Вот «Крестьянин» с огромными руками и какими-то черными дырами вместо глаз, грузно, как ком, сидящий на стуле и написанный почти рельефными слоями красок. Это – гениальное олицетворение мертвой, стопудовой, вандейской силы… Его игроки с их тупыми лицами и флегматической игрой[384] —

«мелкие лавочники, вознесенные на пьедестал монументального стиля»[385].

Остро ощущая своеобразие художника, умея выразительно описать его живописный язык, Тугендхольд тем не менее находится в плену своей концепции «мелкого индивидуализма» Сезанна, а потому видит на его полотнах то «старчески перекошенные тарелки»[386], то «грубых самок», в пейзажах находит «что-то вечно пасмурное и безрадостное, мужицкое и неподвижное», а сезанновская живопись в целом видится ему как «магический круг, замкнутый в себе, неподражаемый, непроницаемый»[387].

Выходом из «тупика индивидуализма» представляется Тугендхольду творческий опыт Гогена; вообще противопоставление этих художников – один из излюбленных сюжетов критики середины – конца 1900‐х годов. Несомненно, судьба и личность Гогена в гораздо большей степени подошла для романтической мифологизации во вкусе русской критики; но и помимо этого сама живопись Гогена показалась ей значительно содержательнее, «человечнее», ближе к традиционному кругу ценностей: у Гогена, пишет Бенуа,

появляется прелесть сюжета, «литература», появляется и декоративность, внешняя красивость; он сам искал ласки, утешения, и его живопись содержит эту ласку. <…> Гоген уже не вершина, овеваемая ледяным воздухом, но уже некий склон, нечто более доступное, манящее, женственное. Хороши картины Сезанна; хорошо на картинах Гогена (выделено А. Бенуа. – И. В.)[388].
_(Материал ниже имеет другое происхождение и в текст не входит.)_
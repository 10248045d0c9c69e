//! `labelwork-worker`: runs the annotation workflow engine against a store.
//!
//! The engine itself lives in `labelwork-core` and never performs I/O; this
//! crate loads its inputs, runs it and writes the results back.

pub mod config;
pub mod store;
pub mod workflow;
Упоминание декоративности Гогена здесь не случайно; пожалуй, это один из самых существенных пунктов, примирявших русскую критику с живописью постимпрессионизма. Не забудем, что идея grand art, синтеза искусств и эстетического преображения жизни, принадлежала к самым дорогим и заветным в творческом кругу, формировавшем в эти годы художественную критику. Если в тугендхольдовском сравнении полотен Сезанна с гобеленами чувствуется натяжка, то Гоген дает богатую пищу для моделирования образа художника-универсала, чья живопись «требует стен», а идеология – преодоления индивидуализма в пользу коллективного творчества; в противоположность Сезанну, Гоген у Тугендхольда – «гармонически развитая личность, Гоген, как образец прекрасного духовно-телесного человеческого существа, – остается еще невоплощенным идеалом грядущих эпох…»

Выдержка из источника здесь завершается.